Convertitore di tensione DC-DC switching da 12 a 16.5 Volt
Il circuito è costruttivamente semplice e questo è il master del circuito stampato che ho preparato.
L'unico punto critico di tutto il circuito è la realizzazione dell'induttore che va avvolto
su nucleo toroidale.
Durante lo sviluppo del prototipo ho realizzato diverse induttanze con nuclei di permeabilità
differente e quindi con numero di spire diverso.

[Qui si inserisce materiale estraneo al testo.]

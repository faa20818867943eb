use bytes::Bytes;
use chrono::{DateTime, Utc};
use serde::{Deserialize, Serialize, de::DeserializeOwned};

use crate::error::CacheError;

/// What actually gets stored: the payload plus the moment it was cached.
#[derive(Debug, Clone, PartialEq, Serialize, Deserialize)]
#[serde(rename_all = "camelCase")]
pub struct CacheEnvelope<T> {
    pub cached_at: DateTime<Utc>,
    pub value: T,
}

impl<T> CacheEnvelope<T> {
    pub fn new(value: T) -> Self {
        Self {
            cached_at: Utc::now(),
            value,
        }
    }
}

impl<T: Serialize> CacheEnvelope<T> {
    pub fn encode(&self) -> Result<Bytes, CacheError> {
        serde_json::to_vec(self)
            .map(Bytes::from)
            .map_err(|e| CacheError::Serialization(e.to_string()))
    }
}

impl<T: DeserializeOwned> CacheEnvelope<T> {
    pub fn decode(bytes: &[u8]) -> Result<Self, CacheError> {
        serde_json::from_slice(bytes)
            .map_err(|e| CacheError::Deserialization(e.to_string()))
    }
}

#[cfg(test)]
mod tests {
    use std::collections::BTreeMap;

    use super::*;

    #[test]
    fn envelope_layout_is_camel_case() {
        let envelope = CacheEnvelope::new(vec![1, 2, 3]);
        let bytes = envelope.encode().unwrap();
        let json: serde_json::Value = serde_json::from_slice(&bytes).unwrap();

        assert!(json.get("cachedAt").is_some());
        assert_eq!(json["value"], serde_json::json!([1, 2, 3]));
    }

    #[test]
    fn decode_rejects_foreign_payloads() {
        let err = CacheEnvelope::<Vec<u8>>::decode(b"\"not an envelope\"")
            .unwrap_err();

        assert!(matches!(err, CacheError::Deserialization(_)));
    }

    #[test]
    fn non_string_map_keys_fail_to_encode() {
        let mut map = BTreeMap::new();
        map.insert(vec![1u8], "value");

        let err = CacheEnvelope::new(map).encode().unwrap_err();

        assert!(matches!(err, CacheError::Serialization(_)));
    }
}
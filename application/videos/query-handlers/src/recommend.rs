//! Content-based picks from a viewer's favourite categories, topped up with
//! what is trending.

use std::collections::{HashMap, HashSet};

use chrono::{DateTime, Duration, Utc};
use video_dao::sort_by_popularity;
use video_models::{Video, ViewerProfile};

pub const TOP_CATEGORIES: usize = 3;
pub const CONTENT_PICKS: usize = 5;
pub const TRENDING_WINDOW_DAYS: i64 = 7;

/// Most watched (and liked) categories, best first. Ties break by name so
/// the same history always yields the same order.
pub fn top_categories(profile: &ViewerProfile, catalog: &[Video]) -> Vec<String> {
    let by_id: HashMap<&str, &Video> =
        catalog.iter().map(|video| (video.id.as_str(), video)).collect();

    let mut counts: HashMap<&str, u32> = HashMap::new();
    for id in &profile.watch_history {
        if let Some(video) = by_id.get(id.as_str()) {
            *counts.entry(video.category.as_str()).or_default() += 1;
        }
    }
    for (category, likes) in &profile.liked_categories {
        *counts.entry(category.as_str()).or_default() += likes;
    }

    let mut ranked: Vec<(&str, u32)> = counts.into_iter().collect();
    ranked.sort_by(|(a_name, a), (b_name, b)| b.cmp(a).then(a_name.cmp(b_name)));
    ranked
        .into_iter()
        .take(TOP_CATEGORIES)
        .map(|(name, _)| name.to_owned())
        .collect()
}

/// Up to `limit` videos the viewer has not seen: content picks first, then
/// recent trending videos, then anything popular.
pub fn recommend(
    profile: &ViewerProfile, mut catalog: Vec<Video>, now: DateTime<Utc>,
    limit: usize,
) -> Vec<Video> {
    let categories = top_categories(profile, &catalog);
    sort_by_popularity(&mut catalog);

    let unseen = |video: &&Video| !profile.has_seen(&video.id);
    let content = catalog
        .iter()
        .filter(unseen)
        .filter(|video| categories.contains(&video.category))
        .take(CONTENT_PICKS);
    let window_start = now - Duration::days(TRENDING_WINDOW_DAYS);
    let trending = catalog
        .iter()
        .filter(unseen)
        .filter(|video| video.moderation_status.is_approved())
        .filter(|video| video.created_at >= window_start);
    let popular = catalog.iter().filter(unseen);

    let mut picked = HashSet::new();
    content
        .chain(trending)
        .chain(popular)
        .filter(|video| picked.insert(video.id.clone()))
        .take(limit)
        .cloned()
        .collect()
}
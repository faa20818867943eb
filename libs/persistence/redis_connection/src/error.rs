use deadpool_redis::{CreatePoolError, PoolError};
use redis::RedisError;

/// Failures inside the cache adapter. These never leave [`crate::store`];
/// callers only ever observe a miss or a no-op.
#[derive(Debug, thiserror::Error)]
pub enum CacheError {
    #[error("cache store unavailable")]
    Unavailable,

    #[error("invalid cache configuration: {0}")]
    Config(String),

    #[error("failed to create pool: {0}")]
    CreatePool(#[from] CreatePoolError),

    #[error("pool error: {0}")]
    Pool(#[from] PoolError),

    #[error("command error: {0}")]
    Command(#[from] RedisError),

    #[error("{op} timed out")]
    Timeout { op: &'static str },

    #[error("serialization error: {0}")]
    Serialization(String),

    #[error("deserialization error: {0}")]
    Deserialization(String),
}

impl CacheError {
    /// Whether the failure means the connection itself is gone, as opposed
    /// to a single operation going wrong.
    pub fn is_connection_failure(&self) -> bool {
        match self {
            Self::Unavailable | Self::Pool(_) | Self::CreatePool(_) => true,
            Self::Command(err) => {
                err.is_io_error()
                    || err.is_connection_dropped()
                    || err.is_connection_refusal()
            }
            _ => false,
        }
    }
}

pub type CacheResult<T> = Result<T, CacheError>;
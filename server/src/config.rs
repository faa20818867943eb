use clap::Parser;
use redis_connection::{BackendKind, ConnectPolicy, MemoryConfig, RedisDbConfig};

#[derive(Parser, Debug, Clone)]
#[command(name = "video-cache-server")]
#[command(about = "Video API with a read-through response cache")]
pub struct ServerConfig {
    #[arg(long, env = "PORT", default_value_t = 5000)]
    pub port: u16,

    /// Full Redis URL; wins over host, port and db.
    #[arg(long, env = "REDIS_URL")]
    pub redis_url: Option<String>,

    #[arg(long, env = "REDIS_HOST", default_value = "127.0.0.1")]
    pub redis_host: String,

    #[arg(long, env = "REDIS_PORT", default_value_t = 6379)]
    pub redis_port: u16,

    #[arg(long, env = "REDIS_DB", default_value_t = 0)]
    pub redis_db: u8,

    /// redis, memory or disabled
    #[arg(long, env = "CACHE_BACKEND", default_value = "redis")]
    pub cache_backend: BackendKind,

    #[arg(long, env = "CACHE_CONNECT_TIMEOUT_MS", default_value_t = 5000)]
    pub cache_connect_timeout_ms: u64,

    #[arg(long, env = "CACHE_OP_TIMEOUT_MS", default_value_t = 500)]
    pub cache_op_timeout_ms: u64,

    #[arg(long, env = "CACHE_RECONNECT_ATTEMPTS", default_value_t = 3)]
    pub cache_reconnect_attempts: u32,

    #[arg(long, env = "CACHE_MEMORY_CAPACITY", default_value_t = 10_000)]
    pub cache_memory_capacity: u64,

    /// Required by the /api/admin routes; they stay closed without it.
    #[arg(long, env = "ADMIN_TOKEN")]
    pub admin_token: Option<String>,

    #[arg(long, env = "SEED_SAMPLE_VIDEOS", default_value_t = false)]
    pub seed_sample_videos: bool,
}

impl ServerConfig {
    pub fn redis(&self) -> RedisDbConfig {
        RedisDbConfig {
            url: self.redis_url.clone(),
            host: self.redis_host.clone(),
            port: self.redis_port,
            db: self.redis_db,
            connect: ConnectPolicy {
                connect_timeout_ms: self.cache_connect_timeout_ms,
                op_timeout_ms: self.cache_op_timeout_ms,
                reconnect_attempts: self.cache_reconnect_attempts,
            },
            ..RedisDbConfig::default()
        }
    }

    pub fn memory(&self) -> MemoryConfig {
        MemoryConfig {
            capacity: self.cache_memory_capacity,
        }
    }
}
use serde::{Deserialize, Serialize};
use utoipa::ToSchema;
use video_models::{FeedbackAction, ModerationStatus, NewVideo, UpdateVideo};

/// Registers a video whose upload has completed.
#[derive(Debug, Clone, Default, Serialize, Deserialize, ToSchema)]
#[serde(rename_all = "camelCase")]
pub struct PublishVideoCommand {
    pub title: String,
    #[serde(default)]
    pub description: String,
    pub url: String,
    #[serde(default)]
    pub thumbnail: String,
    #[serde(default)]
    pub duration: u32,
    #[serde(default)]
    pub tags: Vec<String>,
    pub category: Option<String>,
    pub uploader: String,
    pub moderation_status: Option<ModerationStatus>,
}

impl From<PublishVideoCommand> for NewVideo {
    fn from(command: PublishVideoCommand) -> Self {
        Self {
            title: command.title,
            description: command.description,
            url: command.url,
            thumbnail: command.thumbnail,
            duration: command.duration,
            tags: command.tags,
            category: command.category,
            uploader: command.uploader,
            moderation_status: command.moderation_status,
        }
    }
}

#[derive(Debug, Clone, Default, Serialize, Deserialize, ToSchema)]
#[serde(rename_all = "camelCase")]
pub struct UpdateVideoCommand {
    #[serde(skip)]
    pub video_id: String,
    pub title: Option<String>,
    pub description: Option<String>,
    pub thumbnail: Option<String>,
    pub tags: Option<Vec<String>>,
    pub category: Option<String>,
    pub moderation_status: Option<ModerationStatus>,
}

impl From<UpdateVideoCommand> for UpdateVideo {
    fn from(command: UpdateVideoCommand) -> Self {
        Self {
            title: command.title,
            description: command.description,
            thumbnail: command.thumbnail,
            tags: command.tags,
            category: command.category,
            moderation_status: command.moderation_status,
        }
    }
}

#[derive(Debug, Clone, Serialize, Deserialize, ToSchema)]
pub struct DeleteVideoCommand {
    pub video_id: String,
}

#[derive(Debug, Clone, Serialize, Deserialize, ToSchema)]
#[serde(rename_all = "camelCase")]
pub struct ToggleLikeCommand {
    #[serde(skip)]
    pub video_id: String,
    pub user_id: String,
}

#[derive(Debug, Clone, Serialize, Deserialize, ToSchema)]
#[serde(rename_all = "camelCase")]
pub struct RecordFeedbackCommand {
    #[serde(skip)]
    pub user_id: String,
    pub video_id: String,
    pub action: FeedbackAction,
}

#[cfg(test)]
mod tests {
    use super::*;

    #[test]
    fn publish_command_fills_optional_fields() {
        let command: PublishVideoCommand = serde_json::from_str(
            r#"{"title":"Intro","url":"https://cdn/v.mp4","uploader":"u1"}"#,
        )
        .unwrap();

        let video: NewVideo = command.into();

        assert_eq!(video.duration, 0);
        assert!(video.tags.is_empty());
        assert_eq!(video.category, None);
    }

    #[test]
    fn feedback_action_is_lowercase() {
        let command: RecordFeedbackCommand =
            serde_json::from_str(r#"{"videoId":"v1","action":"skip"}"#).unwrap();

        assert_eq!(command.action, FeedbackAction::Skip);
        assert!(command.user_id.is_empty());
    }
}
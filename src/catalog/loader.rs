//! Catalog file loading and saving.
//!
//! Deployments ship the achievement catalog as a versioned TOML file; a
//! missing file falls back to the built-in definitions.

use std::path::{Path, PathBuf};

use super::{definitions, AchievementCatalog, CatalogError, CATALOG_FORMAT_VERSION};

/// Get the platform data directory for catalog files.
pub fn get_data_dir() -> PathBuf {
    directories::ProjectDirs::from("com", "halloffame", "HallOfFame")
        .map(|dirs| dirs.data_dir().to_path_buf())
        .unwrap_or_else(|| PathBuf::from("."))
}

/// Get the default catalog file path.
pub fn default_catalog_path() -> PathBuf {
    get_data_dir().join("achievements.toml")
}

/// Load a catalog from a TOML file.
///
/// A missing file yields the built-in definitions; a present file must carry
/// the current format version and pass validation.
pub fn load_catalog(path: &Path) -> Result<AchievementCatalog, CatalogError> {
    if !path.exists() {
        return Ok(definitions::default_catalog());
    }

    let content =
        std::fs::read_to_string(path).map_err(|e| CatalogError::IoError(e.to_string()))?;

    let catalog: AchievementCatalog =
        toml::from_str(&content).map_err(|e| CatalogError::ParseError(e.to_string()))?;

    if catalog.version != CATALOG_FORMAT_VERSION {
        return Err(CatalogError::UnsupportedVersion(catalog.version));
    }

    catalog.validate()?;

    Ok(catalog)
}

/// Save a catalog to a TOML file.
pub fn save_catalog(path: &Path, catalog: &AchievementCatalog) -> Result<(), CatalogError> {
    catalog.validate()?;

    // Ensure parent directory exists
    if let Some(parent) = path.parent() {
        std::fs::create_dir_all(parent).map_err(|e| CatalogError::IoError(e.to_string()))?;
    }

    let content =
        toml::to_string_pretty(catalog).map_err(|e| CatalogError::SerializeError(e.to_string()))?;

    std::fs::write(path, content).map_err(|e| CatalogError::IoError(e.to_string()))?;

    Ok(())
}
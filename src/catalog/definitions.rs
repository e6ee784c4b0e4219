//! Built-in achievement definitions.

use super::{AchievementCatalog, AchievementDef, AchievementIcon, TierRank, CATALOG_FORMAT_VERSION};

/// Get the stock achievement catalog shipped with the platform.
pub fn default_catalog() -> AchievementCatalog {
    let mut achievements = Vec::new();

    achievements.extend(study_achievements());
    achievements.extend(game_achievements());
    achievements.extend(collection_achievements());

    AchievementCatalog {
        version: CATALOG_FORMAT_VERSION,
        achievements,
    }
}

fn study_achievements() -> Vec<AchievementDef> {
    vec![
        AchievementDef::new(
            "tests_taken",
            "Test Veteran",
            "Complete practice tests",
            AchievementIcon::GraduationCap,
            "study",
        )
        .with_tier(TierRank::Bronze, 10, 5)
        .with_tier(TierRank::Silver, 50, 10)
        .with_tier(TierRank::Gold, 100, 20),
        AchievementDef::new(
            "words_learned",
            "Word Collector",
            "Master new vocabulary words",
            AchievementIcon::Book,
            "study",
        )
        .with_tier(TierRank::Bronze, 100, 5)
        .with_tier(TierRank::Silver, 500, 15)
        .with_tier(TierRank::Gold, 2000, 30),
        AchievementDef::new(
            "study_streak",
            "On a Roll",
            "Study on consecutive days",
            AchievementIcon::Flame,
            "study",
        )
        .with_tier(TierRank::Bronze, 3, 5)
        .with_tier(TierRank::Silver, 14, 15)
        .with_tier(TierRank::Gold, 60, 40),
        AchievementDef::new(
            "lessons_completed",
            "Chapter by Chapter",
            "Finish course lessons",
            AchievementIcon::Pencil,
            "study",
        )
        .with_tier(TierRank::Bronze, 5, 5)
        .with_tier(TierRank::Silver, 25, 10)
        .with_tier(TierRank::Gold, 75, 25),
        AchievementDef::new(
            "perfect_scores",
            "Perfectionist",
            "Score full marks on a test",
            AchievementIcon::Target,
            "study",
        )
        .with_tier(TierRank::Bronze, 1, 10)
        .with_tier(TierRank::Silver, 10, 25)
        .with_tier(TierRank::Gold, 50, 60),
    ]
}

fn game_achievements() -> Vec<AchievementDef> {
    vec![
        AchievementDef::new(
            "games_played",
            "Game On",
            "Play learning games",
            AchievementIcon::Gamepad,
            "game",
        )
        .with_tier(TierRank::Bronze, 5, 5)
        .with_tier(TierRank::Silver, 30, 10)
        .with_tier(TierRank::Gold, 100, 20),
        AchievementDef::new(
            "game_wins",
            "Champion",
            "Win learning games",
            AchievementIcon::Trophy,
            "game",
        )
        .with_tier(TierRank::Bronze, 1, 5)
        .with_tier(TierRank::Silver, 20, 15)
        .with_tier(TierRank::Gold, 75, 35),
        AchievementDef::new(
            "win_streak",
            "Unstoppable",
            "Win games in a row",
            AchievementIcon::Crown,
            "game",
        )
        .with_tier(TierRank::Bronze, 3, 10)
        .with_tier(TierRank::Silver, 7, 20)
        .with_tier(TierRank::Gold, 15, 40),
    ]
}

fn collection_achievements() -> Vec<AchievementDef> {
    vec![
        AchievementDef::new(
            "cards_collected",
            "Card Sharp",
            "Collect flashcards",
            AchievementIcon::CardStack,
            "collection",
        )
        .with_tier(TierRank::Bronze, 10, 5)
        .with_tier(TierRank::Silver, 50, 15)
        .with_tier(TierRank::Gold, 150, 30),
        AchievementDef::new(
            "rare_cards",
            "Treasure Hunter",
            "Find rare cards",
            AchievementIcon::Gem,
            "collection",
        )
        .with_tier(TierRank::Bronze, 1, 10)
        .with_tier(TierRank::Silver, 10, 30)
        .with_tier(TierRank::Gold, 30, 60),
        AchievementDef::new(
            "avatar_items",
            "Dressed for Success",
            "Unlock avatar outfit items",
            AchievementIcon::Backpack,
            "collection",
        )
        .with_tier(TierRank::Bronze, 5, 5)
        .with_tier(TierRank::Silver, 20, 10)
        .with_tier(TierRank::Gold, 50, 25),
    ]
}
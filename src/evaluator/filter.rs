//! Category buckets for the dashboard filter bar.

use serde::{Deserialize, Serialize};

use crate::catalog::{AchievementCatalog, AchievementDef};

/// Display bucket on the dashboard filter bar.
#[derive(Debug, Clone, Copy, PartialEq, Eq, Hash, Serialize, Deserialize)]
#[serde(rename_all = "snake_case")]
pub enum CategoryBucket {
    /// Every achievement, including ones with unknown category tags
    All,
    /// Study achievements
    Study,
    /// Learning-game achievements
    Game,
    /// Collection achievements
    Collection,
}

impl CategoryBucket {
    /// Buckets in display order.
    pub const ALL_BUCKETS: [CategoryBucket; 4] = [
        CategoryBucket::All,
        CategoryBucket::Study,
        CategoryBucket::Game,
        CategoryBucket::Collection,
    ];

    /// Get display name.
    pub fn display_name(&self) -> &'static str {
        match self {
            CategoryBucket::All => "All",
            CategoryBucket::Study => "Study",
            CategoryBucket::Game => "Games",
            CategoryBucket::Collection => "Collection",
        }
    }

    /// Map a raw category tag to its narrow bucket. Unknown tags map to no
    /// bucket and therefore only show under [`CategoryBucket::All`].
    pub fn from_tag(tag: &str) -> Option<Self> {
        match tag {
            "study" => Some(CategoryBucket::Study),
            "game" => Some(CategoryBucket::Game),
            "collection" => Some(CategoryBucket::Collection),
            _ => None,
        }
    }

    /// Whether an achievement with the given tag belongs in this bucket.
    pub fn contains_tag(&self, tag: &str) -> bool {
        match self {
            CategoryBucket::All => true,
            bucket => Self::from_tag(tag) == Some(*bucket),
        }
    }
}

impl std::fmt::Display for CategoryBucket {
    fn fmt(&self, f: &mut std::fmt::Formatter<'_>) -> std::fmt::Result {
        write!(f, "{}", self.display_name())
    }
}

/// The catalog entries belonging to one bucket, in catalog order.
pub fn filter_catalog<'a>(
    catalog: &'a AchievementCatalog,
    bucket: CategoryBucket,
) -> Vec<&'a AchievementDef> {
    catalog
        .iter()
        .filter(|def| bucket.contains_tag(&def.category))
        .collect()
}
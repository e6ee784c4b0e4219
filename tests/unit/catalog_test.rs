//! Unit tests for catalog persistence and validation at the crate surface.

use halloffame::catalog::definitions::default_catalog;
use halloffame::catalog::loader::{load_catalog, save_catalog};
use halloffame::{
    AchievementCatalog, AchievementDef, AchievementEvaluator, AchievementIcon, CatalogError,
    StudentRecord, TierRank,
};
use uuid::Uuid;

#[test]
fn test_saved_catalog_loads_and_evaluates() {
    let dir = tempfile::tempdir().unwrap();
    let path = dir.path().join("achievements.toml");

    let mut catalog = default_catalog();
    catalog.push(
        AchievementDef::new(
            "essays_written",
            "Wordsmith",
            "Write practice essays",
            AchievementIcon::Pencil,
            "study",
        )
        .with_tier(TierRank::Bronze, 3, 5)
        .with_tier(TierRank::Silver, 12, 10),
    );
    save_catalog(&path, &catalog).unwrap();

    let loaded = load_catalog(&path).unwrap();
    assert_eq!(loaded.achievements.len(), catalog.achievements.len());

    let evaluator = AchievementEvaluator::new(&loaded);
    let mut record = StudentRecord::new(Uuid::new_v4(), "Mei");
    record.set_counter("essays_written", 2);

    let status = evaluator.evaluate("essays_written", &record).unwrap();
    assert_eq!(status.goal.as_ref().unwrap().rank, TierRank::Bronze);
    assert_eq!(status.progress_label(), "2/3");
}

#[test]
fn test_save_refuses_unsorted_thresholds() {
    let dir = tempfile::tempdir().unwrap();
    let path = dir.path().join("achievements.toml");

    let mut catalog = AchievementCatalog::new();
    catalog.push(
        AchievementDef::new("broken", "Broken", "", AchievementIcon::Star, "study")
            .with_tier(TierRank::Bronze, 50, 5)
            .with_tier(TierRank::Silver, 10, 10),
    );

    let err = save_catalog(&path, &catalog).unwrap_err();
    assert!(matches!(err, CatalogError::ThresholdOrder(_)));
    assert!(!path.exists());
}

#[test]
fn test_save_refuses_duplicate_ids() {
    let dir = tempfile::tempdir().unwrap();
    let path = dir.path().join("achievements.toml");

    let mut catalog = AchievementCatalog::new();
    for _ in 0..2 {
        catalog.push(
            AchievementDef::new("twice", "Twice", "", AchievementIcon::Star, "game")
                .with_tier(TierRank::Bronze, 1, 5),
        );
    }

    let err = save_catalog(&path, &catalog).unwrap_err();
    assert!(matches!(err, CatalogError::DuplicateId(_)));
}

#[test]
fn test_default_path_points_at_achievements_file() {
    let path = halloffame::catalog::loader::default_catalog_path();
    assert_eq!(path.file_name().unwrap(), "achievements.toml");
}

Occorre tenere presente che al momento della conduzione del mosfet viene generato un transitorio
di corrente che vale al massimo la tensione di alimentazione meno la tensione tra Drain e Source
divisa per la resistenza interna della batteria più quella ohmica dell'induttore.
Pertanto realizzare l'induttore con poche spire comporta una bassa resistenza e quindi picchi
di corrente elevati. Il mosfet quindi scalda molto durante l'assorbimento del carico e l'efficienza
è molto bassa.
Inoltre occorre non far saturare il nucleo altrimenti l'energia in eccesso causerà un brusco
aumento della corrente e quindi della temperatura del mosfet.
Alla fine delle mie prove ho identificato come scelta ottimale il nucleo toroidale a polvere
metallica T44-15 con permeabilità pari a 25 ed induttanza caratteristica di 160uH circa per 100 giri.
Per realizzare l'induttore quindi dovete procurarvi uno di questi nuclei toroidali riconoscibili
per il colore rosso da un lato e bianco dall'altro ed avvolgere 40 spire di filo da 0.8 mm
di diametro. Il mio induttore ha 25 uH e presenta una resistenza serie di 0.14 Ohm.
Io ho comprato qualche anno fa un discreto assortimento di campioni per il mio laboratorio
su www.bytemark.com dove potete trovare anche le caratteristiche di dettaglio di questo e
molti altri tipi di toroidi nonché le formule utili per i calcoli.
Con questa scelta il circuito è molto efficiente e fa lavorare i componenti senza scaldare
ed in assoluta tranquillità. Per darvi un'idea delle sue prestazioni l'ho collegato al
caricabatteria per le litio fatto in precedenza ed ho ottenuto questi risultati.
Caso 1 Input (12.2 Volt, 260 mA) Output (16.5 Volt, 160 mA) Eff = 82%
Caso 2 Input (12.3 Volt, 390 mA) Output (16.5 Volt, 250 mA) Eff = 85%
Caso 3 Input (12.3 Volt, 570 mA) Output (16.4 Volt, 360 mA) Eff = 84%
Caso 4 Input (12.3 Volt, 1100 mA) Output (16.4 Volt, 630 mA) Eff = 76%
Caso 5 Input (12.2 Volt, 1200 mA) Output (16.2 Volt, 740 mA) Eff = 82%
Caso 6 Input (12.2 Volt, 1280 mA) Output (16.2 Volt, 800 mA) Eff = 83%
Caso 7 Input (12.2 Volt, 1365 mA) Output (16.2 Volt, 860 mA) Eff = 84%
Caso 8 Input (12.2 Volt, 1450 mA) Output (16.2 Volt, 910 mA) Eff = 83%
Caso 9 Input (12.2 Volt, 1490 mA) Output (16.2 Volt, 930 mA) Eff = 83%
Come potete osservare anche nella posizione del caricabatteria con tutti gli switch inseriti per
la massima corrente il circuito fornisce 15.1 Watt assorbendo solo 18.2 Watt.
In queste condizioni la prova del dito dice che sia il Mosfet che il diodo e l'induttore sono
freddi anche con la massima corrente. Il circuito quindi può erogare anche più corrente di 1 Ampere
sul carico anche se tenete presente che l'induttore è stato dimensionato per 1.5 Ampere con picchi
di 3 Ampere ed è probabile che aumentando la corrente le prestazioni degradino.
Ovviamente l'uso di un dissipatore migliorerà ancora le cose se si tiene il circuito in funzione
per tempi lunghi.
E' importante usare un diodo shottky da 3 Ampere come 1N5822 altrimenti il circuito sarà poco
efficiente e scalderà. Quelli tradizionali non sono adatti perché hanno tempi di commutazione
più lenti e cadute di potenziale più elevate.
Nota Importante: L'autore non si assume nessuna responsabilità per
eventuali danni, diretti o indiretti, che dovessero verificarsi come conseguenza
dell'utilizzo del presente circuito.